Eur J Cardiothorac Surg. 1996;10(9):792-8. doi: 10.1016/s1010-7940(96)80342-3.
This review discusses the phenomenon of ischaemic preconditioning and its potential application to cardiac surgery. The biology of ischaemic preconditioning is explained and the more limited evidence suggesting that the human heart can be preconditioned is discussed.
It is now accepted that the heart is capable of short-term rapid adaptation in response to brief ischaemia so that during a subsequent, more severe ischaemic insult myocardial necrosis is delayed-ischaemic preconditioning. The infarct-delaying properties of ischaemic preconditioning have been observed in all species studied. Five minutes of ischaemia is enough to initiate preconditioning and the protective period lasts for 1-2 h. Laboratory experiments have demonstrated that the stimulation of adenosine receptors initiates preconditioning and the intracellular signal transduction mechanisms involve protein kinase C and ATP-dependent potassium channels, although there may be some differences between species. An analysis of studies on myocardial infarction in humans has revealed that some patients reporting angina in the days before infarction have a better outcome and this may be due to the ischaemia causing preconditioning. More direct evidence has come from an investigation of patients undergoing percutaneous transluminal angioplasty in whom the ST-segment changes induced by balloon inflation were more marked during the first inflation than the second. In patients undergoing coronary artery bypass grafting the decline in ATP content during the first 10 min of ischaemia was reduced in patients subjected to a brief preconditioning protocol.

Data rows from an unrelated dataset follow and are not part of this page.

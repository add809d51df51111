//! PKCS#8 signing key files.
//!
//! Signing happens after alignment and is performed by an external signer;
//! this module only locates and decodes the private key it needs. A key is a
//! plain value holding a path, decoded on demand.
//!
//! Only unencrypted DER-encoded PKCS#8 files carrying an RSA key are
//! accepted. Decoding goes through [`rsa::pkcs8::DecodePrivateKey`], so the
//! inner `RSAPrivateKey` structure is parsed and checked, not just the
//! envelope around it.

use std::fmt;
use std::fs;
use std::path::{Path, PathBuf};

use rsa::pkcs8::DecodePrivateKey;
use rsa::traits::PublicKeyParts;
use rsa::{RsaPrivateKey, RsaPublicKey};

use crate::{Error, Result};

/// A PKCS#8 private key file.
#[derive(Debug, Clone, PartialEq, Eq, Hash)]
pub struct Pk8Key {
    path: PathBuf,
}

impl Pk8Key {
    /// Creates a key referring to the file at `path`. Nothing is read yet.
    pub fn new(path: impl Into<PathBuf>) -> Self {
        Self { path: path.into() }
    }

    /// Path of the key file.
    pub fn path(&self) -> &Path {
        &self.path
    }

    /// Reads and decodes the key file.
    ///
    /// # Errors
    ///
    /// Returns [`Error::Io`] if the file cannot be read and
    /// [`Error::InvalidKey`] if it is not an RSA PKCS#8 DER key.
    pub fn decode(&self) -> Result<SigningKey> {
        let der = fs::read(&self.path)?;
        SigningKey::from_der(der).map_err(|reason| Error::InvalidKey {
            path: self.path.clone(),
            reason,
        })
    }
}

/// A decoded RSA signing key.
#[derive(Clone, PartialEq, Eq)]
pub struct SigningKey {
    der: Vec<u8>,
    key: RsaPrivateKey,
}

impl SigningKey {
    /// The PKCS#8 DER encoding as read from disk, as handed to a signer.
    pub fn der(&self) -> &[u8] {
        &self.der
    }

    /// The decoded RSA private key.
    pub fn key(&self) -> &RsaPrivateKey {
        &self.key
    }

    /// The public half of the key.
    pub fn public_key(&self) -> RsaPublicKey {
        self.key.to_public_key()
    }

    /// Modulus size in bytes.
    pub fn modulus_size(&self) -> usize {
        self.key.size()
    }

    fn from_der(der: Vec<u8>) -> std::result::Result<Self, String> {
        if der.starts_with(b"-----BEGIN") {
            return Err("PEM encoding is not supported, expected DER".into());
        }
        let key = RsaPrivateKey::from_pkcs8_der(&der).map_err(|e| e.to_string())?;
        Ok(Self { der, key })
    }
}

impl fmt::Debug for SigningKey {
    fn fmt(&self, f: &mut fmt::Formatter<'_>) -> fmt::Result {
        f.debug_struct("SigningKey")
            .field("modulus_bits", &(self.modulus_size() * 8))
            .field("der", &format_args!("<{} bytes>", self.der.len()))
            .finish()
    }
}
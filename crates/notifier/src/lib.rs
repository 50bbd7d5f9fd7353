pub mod dispatcher;
pub mod format;
pub mod transport;

pub use dispatcher::{
    DeliverySettings, DispatchOutcome, MAX_MESSAGE_LENGTH, NotificationDispatcher,
};
pub use transport::BotTransport;
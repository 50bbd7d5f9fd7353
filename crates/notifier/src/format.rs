//! Text helpers for Telegram HTML messages.
//!
//! The named wrappers (`bold`, `italic`, ...) escape their input with
//! [`escape_markdown_v2`] and then add HTML tags, so applying one twice nests
//! the tags. [`html_tag`] wraps HTML-escaped text for callers that need
//! markup-safe output under the `HTML` parse mode.

use serde::Serialize;

/// Characters that must be backslash-escaped in `MarkdownV2` text.
const MARKDOWN_V2_SPECIAL: &[char] = &[
    '_', '*', '[', ']', '(', ')', '~', '`', '>', '#', '+', '-', '=', '|', '{', '}', '.', '!',
];

pub fn escape_markdown_v2(text: &str) -> String {
    let mut out = String::with_capacity(text.len());
    for c in text.chars() {
        if MARKDOWN_V2_SPECIAL.contains(&c) {
            out.push('\\');
        }
        out.push(c);
    }
    out
}

/// Escape the three characters Telegram's HTML parser treats as markup.
pub fn escape_html(text: &str) -> String {
    let mut out = String::with_capacity(text.len());
    for c in text.chars() {
        match c {
            '&' => out.push_str("&amp;"),
            '<' => out.push_str("&lt;"),
            '>' => out.push_str("&gt;"),
            _ => out.push(c),
        }
    }
    out
}

pub fn bold(text: &str) -> String {
    format!("<b>{}</b>", escape_markdown_v2(text))
}

pub fn underline(text: &str) -> String {
    format!("<u>{}</u>", escape_markdown_v2(text))
}

pub fn italic(text: &str) -> String {
    format!("<i>{}</i>", escape_markdown_v2(text))
}

pub fn bold_italic(text: &str) -> String {
    format!("<b><i>{}</i></b>", escape_markdown_v2(text))
}

pub fn bold_underline(text: &str) -> String {
    format!("<ins><b>{}</b></ins>", escape_markdown_v2(text))
}

/// Wrap HTML-escaped `text` in a single `<tag>...</tag>` pair.
pub fn html_tag(tag: &str, text: &str) -> String {
    format!("<{tag}>{}</{tag}>", escape_html(text))
}

pub fn yes() -> String {
    bold_italic("Yes")
}

pub fn no() -> String {
    bold_italic("No")
}

/// Pretty-print a map as JSON.
///
/// Returns `None` when the input is empty, is not a map, or fails to
/// serialize.
pub fn pretty_json_string<T>(map: &T) -> Option<String>
where
    T: Serialize + ?Sized,
{
    match serde_json::to_value(map).ok()? {
        serde_json::Value::Object(object) if !object.is_empty() => {
            serde_json::to_string_pretty(&object).ok()
        }
        _ => None,
    }
}

#[cfg(test)]
mod tests {
    use std::collections::HashMap;

    use serde::Serializer;
    use serde_json::json;

    use super::*;

    #[test]
    fn test_escape_markdown_v2() {
        let escaped = escape_markdown_v2("Hello *world* [test] (link)");
        assert_eq!(escaped, r"Hello \*world\* \[test\] \(link\)");
        assert_eq!(escape_markdown_v2("v1.2-beta!"), r"v1\.2\-beta\!");
    }

    #[test]
    fn test_escape_html() {
        assert_eq!(escape_html("a < b && c > d"), "a &lt; b &amp;&amp; c &gt; d");
        assert_eq!(escape_html("plain"), "plain");
    }

    #[test]
    fn test_wrappers_single_tag_pair() {
        let wrapped = bold("Hello *world* (v1.2)!");
        assert_eq!(wrapped, r"<b>Hello \*world\* \(v1\.2\)\!</b>");
        assert_eq!(wrapped.matches("<b>").count(), 1);
        assert_eq!(wrapped.matches("</b>").count(), 1);

        assert_eq!(underline("Test"), "<u>Test</u>");
        assert_eq!(italic("Test"), "<i>Test</i>");
        assert_eq!(bold_italic("Test"), "<b><i>Test</i></b>");
        assert_eq!(bold_underline("Test"), "<ins><b>Test</b></ins>");
    }

    #[test]
    fn test_wrapping_is_not_idempotent() {
        let once = bold("Test");
        let twice = bold(&once);
        assert_ne!(once, twice);
        // `>` is a MarkdownV2 special, so the inner tags get escaped too.
        assert_eq!(twice, r"<b><b\>Test</b\></b>");
        assert_eq!(twice.matches("<b>").count(), 1);

        assert_eq!(bold(&bold("a.b")), r"<b><b\>a\\.b</b\></b>");
    }

    #[test]
    fn test_html_tag_escapes_markup() {
        let wrapped = html_tag("i", "x < y & z");
        assert_eq!(wrapped, "<i>x &lt; y &amp; z</i>");
        assert_eq!(wrapped.matches("<i>").count(), 1);
        assert_eq!(html_tag("b", "2026-10-15 12:00"), "<b>2026-10-15 12:00</b>");
    }

    #[test]
    fn test_yes_no_constants() {
        assert_eq!(yes(), "<b><i>Yes</i></b>");
        assert_eq!(no(), "<b><i>No</i></b>");
    }

    #[test]
    fn test_pretty_json_string_valid_map() {
        let map = json!({ "name": "Test", "value": 123, "active": true });
        let pretty = pretty_json_string(&map).unwrap();
        for needle in ["name", "Test", "value", "123", "active", "true"] {
            assert!(pretty.contains(needle), "missing {needle}");
        }
        assert!(pretty.contains('\n'));
    }

    #[test]
    fn test_pretty_json_string_empty_is_none() {
        let empty: HashMap<String, i32> = HashMap::new();
        assert_eq!(pretty_json_string(&empty), None);
        assert_eq!(pretty_json_string(&json!([1, 2])), None);
    }

    #[test]
    fn test_pretty_json_string_unserializable_is_none() {
        struct Opaque;

        impl Serialize for Opaque {
            fn serialize<S: Serializer>(&self, _: S) -> Result<S::Ok, S::Error> {
                Err(serde::ser::Error::custom("not representable as JSON"))
            }
        }

        let mut map = HashMap::new();
        map.insert("invalid".to_string(), Opaque);
        assert_eq!(pretty_json_string(&map), None);
    }
}
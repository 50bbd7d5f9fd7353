use serde::Deserialize;

use crate::types::{Destination, ParseMode};

/// Default Telegram Bot API endpoint.
pub const DEFAULT_API_BASE: &str = "https://api.telegram.org";

/// Notifier configuration loaded from environment variables.
#[derive(Debug, Clone, Deserialize)]
pub struct NotifierConfig {
    /// Destination chat (group with forum topics)
    pub chat_id: i64,

    /// Bot tokens allowed to post into the chat; empty disables delivery
    pub bot_tokens: Vec<String>,

    /// Bot API base URL (default: https://api.telegram.org)
    pub api_base: String,

    /// Per-attempt request timeout in seconds (default: 30)
    pub request_timeout_secs: u64,

    /// `parse_mode` sent with every message; `None` sends plain text
    pub parse_mode: Option<ParseMode>,
}

impl NotifierConfig {
    /// Load configuration from environment variables.
    pub fn from_env() -> anyhow::Result<Self> {
        dotenvy::dotenv().ok();

        Self::from_lookup(|key| std::env::var(key).ok())
    }

    /// Load configuration through an arbitrary key lookup.
    pub fn from_lookup<F>(lookup: F) -> anyhow::Result<Self>
    where
        F: Fn(&str) -> Option<String>,
    {
        let chat_id = lookup("TELEGRAM_CHAT_ID")
            .ok_or_else(|| anyhow::anyhow!("TELEGRAM_CHAT_ID environment variable is required"))?
            .trim()
            .parse()
            .map_err(|_| anyhow::anyhow!("TELEGRAM_CHAT_ID must be a valid i64"))?;

        let bot_tokens = lookup("TELEGRAM_BOT_TOKENS")
            .ok_or_else(|| {
                anyhow::anyhow!("TELEGRAM_BOT_TOKENS environment variable is required")
            })
            .map(|raw| parse_token_list(&raw))?;

        let parse_mode = match lookup("TELEGRAM_PARSE_MODE") {
            None => Some(ParseMode::Html),
            Some(raw) if raw.trim().eq_ignore_ascii_case("none") => None,
            Some(raw) => Some(raw.parse().map_err(|_| {
                anyhow::anyhow!("TELEGRAM_PARSE_MODE must be HTML, Markdown, MarkdownV2 or none")
            })?),
        };

        Ok(Self {
            chat_id,
            bot_tokens,
            api_base: lookup("TELEGRAM_API_BASE")
                .map(|url| url.trim_end_matches('/').to_string())
                .unwrap_or_else(|| DEFAULT_API_BASE.to_string()),
            request_timeout_secs: lookup("TELEGRAM_REQUEST_TIMEOUT_SECS")
                .unwrap_or_else(|| "30".to_string())
                .parse()
                .map_err(|_| anyhow::anyhow!("TELEGRAM_REQUEST_TIMEOUT_SECS must be a valid u64"))?,
            parse_mode,
        })
    }

    pub fn destination(&self) -> Destination {
        Destination::new(self.chat_id, self.bot_tokens.clone())
    }
}

fn parse_token_list(raw: &str) -> Vec<String> {
    raw.split(',')
        .map(str::trim)
        .filter(|token| !token.is_empty())
        .map(str::to_string)
        .collect()
}

#[cfg(test)]
mod tests {
    use std::collections::HashMap;

    use super::*;

    fn lookup_from(pairs: &[(&str, &str)]) -> impl Fn(&str) -> Option<String> {
        let map: HashMap<String, String> = pairs
            .iter()
            .map(|(k, v)| (k.to_string(), v.to_string()))
            .collect();
        move |key| map.get(key).cloned()
    }

    #[test]
    fn test_from_lookup_defaults() {
        let config = NotifierConfig::from_lookup(lookup_from(&[
            ("TELEGRAM_CHAT_ID", "-1001234567890"),
            ("TELEGRAM_BOT_TOKENS", "111:AAA, 222:BBB ,,"),
        ]))
        .unwrap();

        assert_eq!(config.chat_id, -1001234567890);
        assert_eq!(config.bot_tokens, vec!["111:AAA", "222:BBB"]);
        assert_eq!(config.api_base, DEFAULT_API_BASE);
        assert_eq!(config.request_timeout_secs, 30);
        assert_eq!(config.parse_mode, Some(ParseMode::Html));
        assert_eq!(config.destination().bot_tokens.len(), 2);
    }

    #[test]
    fn test_from_lookup_overrides() {
        let config = NotifierConfig::from_lookup(lookup_from(&[
            ("TELEGRAM_CHAT_ID", "42"),
            ("TELEGRAM_BOT_TOKENS", ""),
            ("TELEGRAM_API_BASE", "http://127.0.0.1:8081/"),
            ("TELEGRAM_REQUEST_TIMEOUT_SECS", "5"),
            ("TELEGRAM_PARSE_MODE", "none"),
        ]))
        .unwrap();

        assert!(config.bot_tokens.is_empty());
        assert!(!config.destination().is_enabled());
        assert_eq!(config.api_base, "http://127.0.0.1:8081");
        assert_eq!(config.request_timeout_secs, 5);
        assert_eq!(config.parse_mode, None);
    }

    #[test]
    fn test_from_lookup_requires_chat_id() {
        let err = NotifierConfig::from_lookup(lookup_from(&[("TELEGRAM_BOT_TOKENS", "1:A")]))
            .unwrap_err();
        assert!(err.to_string().contains("TELEGRAM_CHAT_ID"));
    }

    #[test]
    fn test_from_lookup_rejects_bad_values() {
        assert!(NotifierConfig::from_lookup(lookup_from(&[
            ("TELEGRAM_CHAT_ID", "not-a-number"),
            ("TELEGRAM_BOT_TOKENS", "1:A"),
        ]))
        .is_err());

        assert!(NotifierConfig::from_lookup(lookup_from(&[
            ("TELEGRAM_CHAT_ID", "1"),
            ("TELEGRAM_BOT_TOKENS", "1:A"),
            ("TELEGRAM_PARSE_MODE", "bbcode"),
        ]))
        .is_err());
    }
}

Preconditioning is a powerful and reproducible method of protecting the myocardium from irreversible ischaemic injury. There is now evidence indicating that the human heart can be preconditioned. However, more trials are necessary in patients undergoing cardiac surgery before the role of preconditioning as a means of myocardial protection can be assessed.
本综述讨论缺血预处理现象及其在心脏手术中的潜在应用。解释了缺血预处理的生物学机制,并探讨了关于人类心脏可进行预处理的较为有限的证据。
现在人们公认,心脏能够对短暂缺血做出短期快速适应,从而在随后更严重的缺血性损伤中延迟心肌坏死,即缺血预处理。在所有研究的物种中均观察到了缺血预处理的梗死延迟特性。五分钟的缺血足以启动预处理,保护期持续1 - 2小时。实验室实验表明,腺苷受体的刺激启动预处理,细胞内信号转导机制涉及蛋白激酶C和ATP依赖性钾通道,尽管不同物种之间可能存在一些差异。对人类心肌梗死研究的分析表明,一些在梗死前几天报告有心绞痛的患者预后较好,这可能是由于缺血导致了预处理。更直接的证据来自对接受经皮腔内血管成形术患者的调查,其中球囊扩张引起的ST段变化在第一次扩张时比第二次更明显。在接受冠状动脉旁路移植术的患者中,采用简短预处理方案的患者在缺血最初10分钟内ATP含量的下降有所减少。
预处理是一种强大且可重复的保护心肌免受不可逆缺血损伤的方法。现在有证据表明人类心脏可以进行预处理。然而,在能够评估预处理作为心肌保护手段的作用之前,需要对接受心脏手术的患者进行更多试验。